アーネムランド(オーストラリア)のアボリジニ社会もそうだった。気候は熱帯性で雨季と乾季に分かれるが、雨季はまわりが水浸しになるので彼らはムラに閉じ込められてストレスがたまる。ところが乾季には水が干上がるので活発に動きはじめる。ベリー類が沢山なる頃、ユーカリの花が咲く頃、貝類がおいしい頃、渡り鳥がやって来てその卵がとれる頃、キャンプをはって草原に火を放って狩をしてみんなで楽しむ頃など、食べもの中心に季節を語るのである。生産活動で季節がきまるのは農耕が始まっても変わらない、焼き畑、畑作、水田稲作もすべて同じである。そう見ると、縄文時代の暦は狩猟採集から農耕開始までの1万年以上の時間のなかで徐々に組み上げられていったことがわかる。
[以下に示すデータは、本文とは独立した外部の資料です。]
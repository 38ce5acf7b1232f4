//! Small statistics helpers over raw observations

use crate::trials::UNSOLVED_THRESHOLD;

/// Arithmetic mean, 0 when empty
pub fn mean(values: &[i64]) -> f64 {
    if values.is_empty() {
        0.0
    } else {
        values.iter().map(|&v| v as f64).sum::<f64>() / values.len() as f64
    }
}

/// Sample standard deviation over sqrt(n); `None` below two values
pub fn standard_error(values: &[i64]) -> Option<f64> {
    if values.len() < 2 {
        return None;
    }
    let n = values.len() as f64;
    let avg = mean(values);
    let variance = values
        .iter()
        .map(|&v| {
            let d = v as f64 - avg;
            d * d
        })
        .sum::<f64>()
        / (n - 1.0);
    Some(variance.sqrt() / n.sqrt())
}

/// Percentage (0-100) of observations strictly below the unsolved threshold
pub fn solved_percentage(values: &[i64]) -> f64 {
    if values.is_empty() {
        return 0.0;
    }
    let solved = values.iter().filter(|&&v| v < UNSOLVED_THRESHOLD).count();
    100.0 * solved as f64 / values.len() as f64
}

/// Round to the nearest integer, ties to even
pub fn round_even(value: f64) -> f64 {
    value.round_ties_even()
}

/// Round to one decimal place and return the value with its label.
///
/// Rounds the exact binary value, so 10.35 (stored just below) gives 10.3
/// and 10.65 (stored just above) gives 10.7.
pub fn round_one_decimal(value: f64) -> (f64, String) {
    let label = format!("{:.1}", value);
    let rounded = label.parse().unwrap_or(value);
    (rounded, label)
}

#[cfg(test)]
mod tests {
    use super::*;

    #[test]
    fn test_mean() {
        assert_eq!(mean(&[10, 20, 30]), 20.0);
        assert_eq!(mean(&[]), 0.0);
    }

    #[test]
    fn test_standard_error() {
        assert_eq!(standard_error(&[5]), None);
        // stdev of [2, 4, 4, 4, 5, 5, 7, 9] with n-1 is ~2.138, / sqrt(8)
        let sem = standard_error(&[2, 4, 4, 4, 5, 5, 7, 9]).unwrap();
        assert!((sem - 0.7559).abs() < 1e-3);
    }

    #[test]
    fn test_solved_percentage() {
        assert!((solved_percentage(&[50, 100, 100]) - 33.333).abs() < 1e-2);
        assert_eq!(solved_percentage(&[99, 1]), 100.0);
        assert_eq!(solved_percentage(&[]), 0.0);
    }

    #[test]
    fn test_rounding_ties_to_even() {
        assert_eq!(round_even(2.5), 2.0);
        assert_eq!(round_even(3.5), 4.0);
        assert_eq!(round_one_decimal(33.333), (33.3, "33.3".to_string()));
    }

    #[test]
    fn test_one_decimal_rounds_stored_value() {
        assert_eq!(round_one_decimal(207.0 / 20.0).1, "10.3");
        assert_eq!(round_one_decimal(213.0 / 20.0).1, "10.7");
        assert_eq!(round_one_decimal(201.0 / 20.0).1, "10.1");
        assert_eq!(round_one_decimal(1.0 / 20.0).1, "0.1");
        assert_eq!(round_one_decimal(213.0 / 20.0).0, 10.7);
    }
}
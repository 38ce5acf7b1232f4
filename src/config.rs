//! Compilation configuration

use std::path::{Path, PathBuf};

use serde::{Deserialize, Serialize};

use crate::aggregate::ReportMode;
use crate::error::{CompileError, Result};
use crate::matrix::OrderPolicy;
use crate::registry::ModelRegistry;

/// Template settings (checked into git)
pub const SETTINGS_TEMPLATE: &str = "config/trialmap_settings.template.json";
/// Local settings (gitignored, user's custom settings)
pub const SETTINGS_FILE: &str = "config/trialmap_settings.json";

/// Which log files to read
#[derive(Debug, Clone, PartialEq, Eq, Serialize, Deserialize)]
#[serde(default)]
pub struct InputSelection {
    /// Directory holding `*.txt` trial logs
    pub dir: PathBuf,
    /// Read only `<dir>/<file>.txt`
    pub file: Option<String>,
    /// Read only the most recently modified log
    pub latest: bool,
}

impl Default for InputSelection {
    fn default() -> Self {
        Self {
            dir: PathBuf::from("results_bd"),
            file: None,
            latest: false,
        }
    }
}

/// Configuration for one compilation run
#[derive(Debug, Clone, PartialEq, Serialize, Deserialize)]
#[serde(default)]
pub struct CompileConfig {
    pub input: InputSelection,
    /// Directory rendered images are written to
    pub output_dir: PathBuf,
    /// Fold (a, b) and (b, a) into one cell
    pub ignore_order: bool,
    /// One heatmap per level instead of a single merged one
    pub individual: bool,
    pub mode: ReportMode,
    /// Use the 8-entry registry
    pub extended_registry: bool,
    /// Add a standard-error line to mean and time labels
    pub error_bars: bool,
    /// TrueType font for labels (None = search common system locations)
    pub font_path: Option<PathBuf>,
}

impl Default for CompileConfig {
    fn default() -> Self {
        Self {
            input: InputSelection::default(),
            output_dir: PathBuf::from("results_plots"),
            ignore_order: false,
            individual: false,
            mode: ReportMode::MeanOutcome,
            extended_registry: false,
            error_bars: false,
            font_path: None,
        }
    }
}

impl CompileConfig {
    /// Load configuration from a settings file (`.toml`, otherwise JSON)
    pub fn from_file<P: AsRef<Path>>(path: P) -> Result<Self> {
        let path = path.as_ref();
        let contents = std::fs::read_to_string(path).map_err(|source| CompileError::Io {
            path: path.to_path_buf(),
            source,
        })?;

        let is_toml = path.extension().is_some_and(|e| e == "toml");
        let parsed = if is_toml {
            toml::from_str(&contents).map_err(|e| e.to_string())
        } else {
            serde_json::from_str(&contents).map_err(|e| e.to_string())
        };
        parsed.map_err(|e| CompileError::Config(format!("{}: {}", path.display(), e)))
    }

    /// Load configuration from default settings files
    /// Priority: local settings > template settings > built-in defaults
    pub fn from_config_files() -> Self {
        if let Ok(config) = Self::from_file(SETTINGS_FILE) {
            return config;
        }
        if let Ok(config) = Self::from_file(SETTINGS_TEMPLATE) {
            return config;
        }
        Self::default()
    }

    pub fn validate(&self) -> Result<()> {
        if self.input.file.is_some() && self.input.latest {
            return Err(CompileError::Config(
                "a specific file and --latest cannot be combined".to_string(),
            ));
        }
        Ok(())
    }

    pub fn order(&self) -> OrderPolicy {
        OrderPolicy::from_flag(self.ignore_order)
    }

    pub fn registry(&self) -> ModelRegistry {
        ModelRegistry::from_flag(self.extended_registry)
    }
}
暦の研究は、欧米では英国のストーンヘンジや水平線上のどこから日がのぼるかで冬至や春分を知る北米ホピ族のホライズン・カレンダーなど太陽の動きに対する考古学や民俗学者の関心が高い。これに月、星座が加わるのは天文の方が身体感覚よりはるかに正確だからである。縄文についてもこれまで大湯環状列石(鹿角市)の日時計や三内丸山遺跡の大型掘立柱建物(六本柱)が太陽とのかかわりで論じられている。それでも研究はまだ初期レベルにあり、暦問題を解明する道は遠いと言わざるを得ないようだ。対象が天体にまで及ぶと、これまでのようにモノだけにこだわっていると先が見えなくなる。国立民族学博物館で世界のカレンダー展をやった中牧さんは比較的短時間のうちに80ヶ国以上、1500点を集めたそうだ。暦にはそれぞれの民族の生活そのものがつまったものである。だから、縄文の暦を考えるときはもっと広い視野が必要で、とくに民俗学の資料が大切だと思う。
複雑な文様で飾られた縄文土器を見ていると、「オレたちの言ってることが分からないのかー」と身もだえ叫んでいる縄文人の姿が思い浮かぶのは私だけだろうか。